このところ続いた冬の寒さですっかり風邪をひいてしまった。
しばらく寝込んでいたらだいぶよくなってきたが、まだ喉がガラガラする。
陽気も戻ってきたみたいだし、トレーニングがてらあちこち歩き回った。

しばらくみないうちにソメイヨシノがようやく満開になったみたい………なのだが今年のソメイヨシノ、爛漫の、というよりは楚々とした装い。
去年の秋に通り過ぎた台風24号の影響で鎌倉を襲った塩害のせいかどうかはわからないが、満開になる前からすでに葉桜模様。
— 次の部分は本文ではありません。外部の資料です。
//! Driver for the SDS011 air particulate density sensor over a serial UART
//! link.
//!
//! The sensor speaks a fixed-size binary command/reply protocol: 19-byte
//! commands, 10-byte replies, both delimited by `0xAA`/`0xAB` markers and
//! protected by a modular checksum. A [`DeviceSession`] owns the serial
//! [`Transport`], issues commands, correlates replies, and caches the
//! configuration the device has confirmed (reporting mode and work period).
//! [`DeviceSession::read`] picks between polling the device and waiting for
//! an autonomous push based on that confirmed state.
//!
//! ```no_run
//! use sds011_serial::{DeviceSession, SerialConfig, SessionOptions};
//!
//! fn main() -> Result<(), sds011_serial::Error> {
//!     let serial = SerialConfig::new("/dev/ttyUSB0");
//!     let mut sensor = DeviceSession::connect(&serial, SessionOptions::default())?;
//!     let reading = sensor.query()?;
//!     println!("PM2.5 {} µg/m³, PM10 {} µg/m³", reading.pm2_5, reading.pm10);
//!     Ok(())
//! }
//! ```
//!
//! In active mode the device is the initiator; [`DeviceSession::read`] then
//! blocks for up to a full work period plus one second of slack:
//!
//! ```no_run
//! use sds011_serial::{DeviceSession, ReportingMode, SerialConfig, SessionOptions};
//!
//! # fn main() -> Result<(), sds011_serial::Error> {
//! let options = SessionOptions::default()
//!     .reporting_mode(ReportingMode::Active)
//!     .work_period(1);
//! let mut sensor = DeviceSession::connect(&SerialConfig::new("/dev/ttyUSB0"), options)?;
//! let reading = sensor.read()?; // blocks up to 61 seconds
//! # Ok(())
//! # }
//! ```

use std::time::{Duration, Instant};

use log::{debug, error, warn};

mod config;
pub use config::*;

mod constants;
pub use constants::*;

mod error;
pub use error::*;

mod frame;
pub use frame::*;

mod scheduler;

mod transport;
pub use transport::*;

use scheduler::ReadPlan;

/// Shorthand for results carrying this crate's [`Error`].
pub type Result<T> = core::result::Result<T, Error>;

// Total send+read attempts wake() makes before giving up on a silent device.
const WAKE_ATTEMPTS: u32 = 5;

// In active mode the device pushes measurements on its own cadence, so a
// stray DATA frame can land in the middle of a setting exchange. Bound how
// many of them a correlation read will skip before calling the session
// desynchronized.
const STRAY_FRAME_LIMIT: u32 = 5;

/// Whether the device is in its low-power sleep state or measuring, as
/// tracked from confirmed wake/sleep exchanges.
#[derive(Debug, Clone, Copy, PartialEq, Eq)]
pub enum PowerState {
    /// Fan and laser off; the device only answers a wake command.
    Asleep,
    /// Measuring, in the configured reporting mode.
    Awake,
}

/// Device acknowledgement of a work period write.
#[derive(Debug, Clone, Copy, PartialEq, Eq)]
pub struct WorkPeriodAck {
    /// Work period the device confirmed, in minutes.
    pub minutes: u8,
    /// Present when the requested value was pulled into the 0-30 range
    /// before sending.
    pub clamped: Option<ConfigError>,
}

/// A session with one SDS011 sensor.
///
/// The session exclusively owns its [`Transport`]. Every operation is a
/// strictly ordered write-then-read exchange; a second command is never
/// issued before the reply to the first has been consumed, since the wire
/// has no framing beyond byte order.
pub struct DeviceSession<T> {
    transport: T,
    address: DeviceId,
    device: DeviceConfig,
    default_timeout: Duration,
    power: PowerState,
}

impl DeviceSession<SerialTransport> {
    /// Opens the serial endpoint described by `serial` and establishes a
    /// session over it.
    pub fn connect(serial: &SerialConfig, options: SessionOptions) -> Result<Self> {
        let transport = SerialTransport::open(serial)?;
        DeviceSession::open(transport, options)
    }
}

impl<T: Transport> DeviceSession<T> {
    /// Establishes a session over an already-open transport: flushes the
    /// link, wakes the device, and applies the configured work period and
    /// reporting mode. The cached [`DeviceConfig`] afterwards holds only
    /// device-confirmed values.
    pub fn open(transport: T, options: SessionOptions) -> Result<Self> {
        let mut session = DeviceSession {
            transport,
            address: options.address,
            device: DeviceConfig::default(),
            default_timeout: options.read_timeout,
            power: PowerState::Asleep,
        };

        session.transport.flush()?;
        session.wake()?;
        session.set_work_period(i16::from(options.work_period))?;
        session.set_reporting_mode(options.reporting_mode)?;

        debug!("session established: {:?}", session.device);
        Ok(session)
    }

    /// The device configuration as last confirmed by the device.
    pub fn config(&self) -> &DeviceConfig {
        &self.device
    }

    /// Whether the device is believed asleep or awake.
    pub fn power_state(&self) -> PowerState {
        self.power
    }

    /// Closes the session, releasing the underlying transport.
    pub fn into_transport(self) -> T {
        self.transport
    }

    /// Wakes the device from sleep. A sleeping device often swallows the
    /// first command, so up to five fresh send+read attempts are made
    /// before surfacing [`Error::Timeout`].
    pub fn wake(&mut self) -> Result<()> {
        let mut attempt = 0;
        loop {
            attempt += 1;
            match self.sleep_setting(STATE_WORK) {
                Ok(()) => {
                    self.power = PowerState::Awake;
                    return Ok(());
                }
                Err(Error::Timeout { .. }) if attempt < WAKE_ATTEMPTS => {
                    debug!(
                        "wake attempt {} of {} went unanswered, sending again",
                        attempt, WAKE_ATTEMPTS
                    );
                }
                Err(e) => {
                    if matches!(e, Error::Timeout { .. }) {
                        error!("device has not woken after {} attempts", WAKE_ATTEMPTS);
                    }
                    return Err(e);
                }
            }
        }
    }

    /// Puts the device into its low-power sleep state. Single attempt.
    pub fn sleep(&mut self) -> Result<()> {
        self.sleep_setting(STATE_SLEEP)?;
        self.power = PowerState::Asleep;
        Ok(())
    }

    fn sleep_setting(&mut self, state: u8) -> Result<()> {
        let mut data = [0u8; COMMAND_DATA_LEN];
        data[0] = SUB_WRITE;
        data[1] = state;
        self.send_command(OP_SLEEP_SETTING, &data)?;
        self.get_reply(Some(OP_SLEEP_SETTING), self.default_timeout)?;
        Ok(())
    }

    /// Writes the reporting mode and updates the cache from the device's
    /// acknowledgement.
    pub fn set_reporting_mode(&mut self, mode: ReportingMode) -> Result<()> {
        let mut data = [0u8; COMMAND_DATA_LEN];
        data[0] = SUB_WRITE;
        data[1] = mode.to_byte();
        self.send_command(OP_REPORTING_MODE, &data)?;

        let reply = self.get_reply(Some(OP_REPORTING_MODE), self.default_timeout)?;
        self.device.reporting_mode = ReportingMode::from_byte(reply.setting_value());
        debug!("reporting mode confirmed: {:?}", self.device.reporting_mode);
        Ok(())
    }

    /// Reads the reporting mode back from the device, refreshing the cache.
    pub fn get_reporting_mode(&mut self) -> Result<ReportingMode> {
        let mut data = [0u8; COMMAND_DATA_LEN];
        data[0] = SUB_READ;
        self.send_command(OP_REPORTING_MODE, &data)?;

        let reply = self.get_reply(Some(OP_REPORTING_MODE), self.default_timeout)?;
        let mode = ReportingMode::from_byte(reply.setting_value());
        self.device.reporting_mode = mode;
        Ok(mode)
    }

    /// Writes the work period, clamping out-of-range requests to the 0-30
    /// minute range the device accepts. A clamp is reported in the returned
    /// acknowledgement rather than failing the operation; the `minutes`
    /// field is the value the device confirmed.
    pub fn set_work_period(&mut self, minutes: i16) -> Result<WorkPeriodAck> {
        let (applied, clamped) = clamp_work_period(minutes);
        if let Some(notice) = clamped {
            warn!("{}", notice);
        }

        let mut data = [0u8; COMMAND_DATA_LEN];
        data[0] = SUB_WRITE;
        data[1] = applied;
        self.send_command(OP_WORK_PERIOD, &data)?;

        let reply = self.get_reply(Some(OP_WORK_PERIOD), self.default_timeout)?;
        let confirmed = reply.setting_value();
        self.device.work_period = confirmed;
        debug!("work period confirmed: {} minutes", confirmed);
        Ok(WorkPeriodAck {
            minutes: confirmed,
            clamped,
        })
    }

    /// Reads the work period back from the device, refreshing the cache.
    pub fn get_work_period(&mut self) -> Result<u8> {
        let mut data = [0u8; COMMAND_DATA_LEN];
        data[0] = SUB_READ;
        self.send_command(OP_WORK_PERIOD, &data)?;

        let reply = self.get_reply(Some(OP_WORK_PERIOD), self.default_timeout)?;
        let period = reply.setting_value();
        self.device.work_period = period;
        Ok(period)
    }

    /// Writes a new device id. Subsequent commands from this session are
    /// addressed to it instead of broadcast.
    pub fn set_device_id(&mut self, id: DeviceId) -> Result<()> {
        let mut data = [0u8; COMMAND_DATA_LEN];
        data[10] = id.0[0];
        data[11] = id.0[1];
        self.send_command(OP_SET_DEVICE_ID, &data)?;

        let reply = self.get_reply(Some(OP_SET_DEVICE_ID), self.default_timeout)?;
        if reply.device_id() != id.0 {
            error!(
                "device echoed id {:02X?} instead of {:02X?}",
                reply.device_id(),
                id.0
            );
            return Err(Error::NotConfirmed {
                op: OP_SET_DEVICE_ID,
            });
        }
        self.address = id;
        Ok(())
    }

    /// Explicitly polls the device for a measurement. The reply must be a
    /// DATA frame; a SETTING reply here means the session is answering some
    /// other command and is surfaced as a protocol error.
    pub fn query(&mut self) -> Result<Reading> {
        self.send_command(OP_QUERY_DATA, &[0u8; COMMAND_DATA_LEN])?;
        let reply = self.get_reply(None, self.default_timeout)?;
        reply.reading()
    }

    /// Obtains a measurement according to the confirmed reporting mode: in
    /// query mode this polls like [`DeviceSession::query`]; in active mode
    /// it sends nothing and waits up to a full work period plus one second
    /// for the device to push one.
    pub fn read(&mut self) -> Result<Reading> {
        match scheduler::plan_read(&self.device, self.default_timeout) {
            ReadPlan::Query { .. } => self.query(),
            ReadPlan::AwaitPush { timeout } => {
                debug!("waiting up to {:?} for a pushed measurement", timeout);
                let reply = self.get_reply(None, timeout)?;
                reply.reading()
            }
        }
    }

    fn send_command(&mut self, op: u8, data: &[u8; COMMAND_DATA_LEN]) -> Result<()> {
        if self.power == PowerState::Asleep && op != OP_SLEEP_SETTING {
            warn!(
                "sending command {:#04X} while the device is asleep; it may not answer",
                op
            );
        }
        let command = encode_command(op, data, self.address.0);
        debug!("command: {:02X?}", command);
        self.transport.send(&command)?;
        self.transport.flush()?;
        Ok(())
    }

    // Reads and validates one reply. With `expect_op` set, the reply must
    // be a SETTING frame echoing that operation id; stray pushed DATA
    // frames are skipped up to STRAY_FRAME_LIMIT. With `expect_op` unset,
    // the reply must be a DATA frame.
    fn get_reply(&mut self, expect_op: Option<u8>, timeout: Duration) -> Result<ResponseFrame> {
        for _ in 0..STRAY_FRAME_LIMIT {
            let raw = self.read_frame(timeout)?;
            let reply = decode_response(&raw)?;
            debug!("reply: {:02X?}", raw);

            match (reply.kind, expect_op) {
                (ResponseKind::Setting, Some(op)) => {
                    if reply.op_id() != op {
                        return Err(Error::UnexpectedReply {
                            expected: op,
                            got: reply.op_id(),
                        });
                    }
                    return Ok(reply);
                }
                (ResponseKind::Data, Some(op)) => {
                    debug!(
                        "stray measurement while awaiting reply to {:#04X}, reading on",
                        op
                    );
                }
                (ResponseKind::Data, None) => return Ok(reply),
                (ResponseKind::Setting, None) => {
                    return Err(Error::UnexpectedReplyType { got: reply.kind });
                }
            }
        }

        Err(Error::UnexpectedReplyType {
            got: ResponseKind::Data,
        })
    }

    // Reads exactly one 10-byte frame, accumulating partial reads until
    // the deadline. Silence or an incomplete frame both time out.
    fn read_frame(&mut self, timeout: Duration) -> Result<[u8; RESPONSE_FRAME_LEN]> {
        let mut raw = [0u8; RESPONSE_FRAME_LEN];
        let mut filled = 0;
        let deadline = Instant::now() + timeout;

        while filled < raw.len() {
            let remaining = deadline
                .checked_duration_since(Instant::now())
                .ok_or(Error::Timeout { waited: timeout })?;
            let n = self.transport.receive(&mut raw[filled..], remaining)?;
            if n == 0 {
                return Err(Error::Timeout { waited: timeout });
            }
            filled += n;
        }
        Ok(raw)
    }
}
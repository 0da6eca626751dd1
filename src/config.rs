use std::time::Duration;

use crate::constants::{MODE_ACTIVE, MODE_QUERY};
use crate::error::ConfigError;

/// Factory default baud rate of the SDS011 UART interface.
pub const DEFAULT_BAUD_RATE: u32 = 9600;

/// Default per-read timeout when the driver is the initiator.
pub const DEFAULT_READ_TIMEOUT: Duration = Duration::from_secs(2);

/// Longest work period the device accepts, in minutes.
pub const WORK_PERIOD_MAX: u8 = 30;

/// Represents the reporting mode of the SDS011 sensor.
#[derive(PartialEq, Eq, Copy, Clone, Debug)]
pub enum ReportingMode {
    /// The sensor pushes measurements autonomously at its work period cadence.
    Active,
    /// The sensor only reports a measurement when queried.
    Query,
}

impl ReportingMode {
    pub(crate) fn to_byte(self) -> u8 {
        match self {
            ReportingMode::Active => MODE_ACTIVE,
            ReportingMode::Query => MODE_QUERY,
        }
    }

    pub(crate) fn from_byte(byte: u8) -> ReportingMode {
        if byte == MODE_QUERY {
            ReportingMode::Query
        } else {
            ReportingMode::Active
        }
    }
}

/// Two-byte device address carried in every command frame.
#[derive(PartialEq, Eq, Copy, Clone, Debug)]
pub struct DeviceId(pub [u8; 2]);

impl DeviceId {
    /// The broadcast address, answered by any sensor on the link.
    pub const BROADCAST: DeviceId = DeviceId([0xFF, 0xFF]);
}

impl Default for DeviceId {
    fn default() -> DeviceId {
        DeviceId::BROADCAST
    }
}

/// Device-side configuration as last confirmed by the device. The session
/// updates this only after a confirmed reply, never speculatively.
#[derive(PartialEq, Eq, Copy, Clone, Debug)]
pub struct DeviceConfig {
    /// Confirmed reporting mode.
    pub reporting_mode: ReportingMode,
    /// Confirmed work period in minutes; 0 means continuous.
    pub work_period: u8,
}

impl Default for DeviceConfig {
    fn default() -> DeviceConfig {
        DeviceConfig {
            reporting_mode: ReportingMode::Query,
            work_period: 0,
        }
    }
}

/// Serial endpoint settings consumed by [`crate::SerialTransport::open`].
#[derive(PartialEq, Eq, Clone, Debug)]
pub struct SerialConfig {
    /// Serial endpoint path, e.g. `/dev/ttyUSB0`.
    pub path: String,
    /// Line rate; the SDS011 ships at 9600 baud.
    pub baud_rate: u32,
    /// Default per-read timeout.
    pub timeout: Duration,
}

impl SerialConfig {
    /// Settings for the given endpoint with the factory baud rate and the
    /// default timeout.
    pub fn new(path: impl Into<String>) -> SerialConfig {
        SerialConfig {
            path: path.into(),
            baud_rate: DEFAULT_BAUD_RATE,
            timeout: DEFAULT_READ_TIMEOUT,
        }
    }

    /// Overrides the baud rate.
    pub fn baud_rate(mut self, baud_rate: u32) -> Self {
        self.baud_rate = baud_rate;
        self
    }

    /// Overrides the per-read timeout.
    pub fn timeout(mut self, timeout: Duration) -> Self {
        self.timeout = timeout;
        self
    }
}

/// Initial settings applied when a session is established.
#[derive(PartialEq, Eq, Copy, Clone, Debug)]
pub struct SessionOptions {
    /// Reporting mode written to the device during the opening handshake.
    pub reporting_mode: ReportingMode,
    /// Work period written during the handshake, in minutes.
    pub work_period: u8,
    /// Timeout for replies to driver-initiated commands.
    pub read_timeout: Duration,
    /// Address bytes used in outgoing commands.
    pub address: DeviceId,
}

impl SessionOptions {
    /// Sets the initial reporting mode.
    pub fn reporting_mode(mut self, mode: ReportingMode) -> Self {
        self.reporting_mode = mode;
        self
    }

    /// Sets the initial work period in minutes.
    pub fn work_period(mut self, minutes: u8) -> Self {
        self.work_period = minutes;
        self
    }

    /// Sets the default reply timeout.
    pub fn read_timeout(mut self, timeout: Duration) -> Self {
        self.read_timeout = timeout;
        self
    }

    /// Addresses commands to a specific device instead of broadcasting.
    pub fn address(mut self, address: DeviceId) -> Self {
        self.address = address;
        self
    }
}

impl Default for SessionOptions {
    /// Query mode, continuous work period, 2 second timeout, broadcast
    /// addressing.
    fn default() -> SessionOptions {
        SessionOptions {
            reporting_mode: ReportingMode::Query,
            work_period: 0,
            read_timeout: DEFAULT_READ_TIMEOUT,
            address: DeviceId::default(),
        }
    }
}

/// Pulls a requested work period into the device's accepted range,
/// reporting a clamp notice when the value was out of bounds.
pub(crate) fn clamp_work_period(requested: i16) -> (u8, Option<ConfigError>) {
    if requested < 0 {
        (0, Some(ConfigError::Clamped { requested, applied: 0 }))
    } else if requested > i16::from(WORK_PERIOD_MAX) {
        (
            WORK_PERIOD_MAX,
            Some(ConfigError::Clamped {
                requested,
                applied: WORK_PERIOD_MAX,
            }),
        )
    } else {
        (requested as u8, None)
    }
}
ことしの鎌倉の桜には「パッと咲き、パッと散る」ほどの勢いもない。

妙本寺の海棠。
小林秀雄の自著によれば、一人の女性をめぐって絶交状態にあった中原中也とこの樹の下で手打ちをした、という因縁の海棠だ。
桜の花にも増して濃い桃色の花が、何人もの男を翻弄するかのようにあでやかに咲き誇っていた。
長勝寺で四天王と一緒に、ちょっとさみしい満開の桜を眺め、安国論寺ではお御堂の畳の張り替えにせわしない職人さんの他には誰もいない境内で、紅白咲き分けの源平枝垂れ桃を堪能した。山門の横にはシャクナゲの花がひときわ燃えるように松葉ヶ谷の森を彩っていた。
 帰りがてら通りすがった段葛のソメイヨシノもどうやら満開になったようなのだが、春爛漫の勢いもなく、それでも大勢の善男善女が桜の木の下を続く参道を行き交っていた。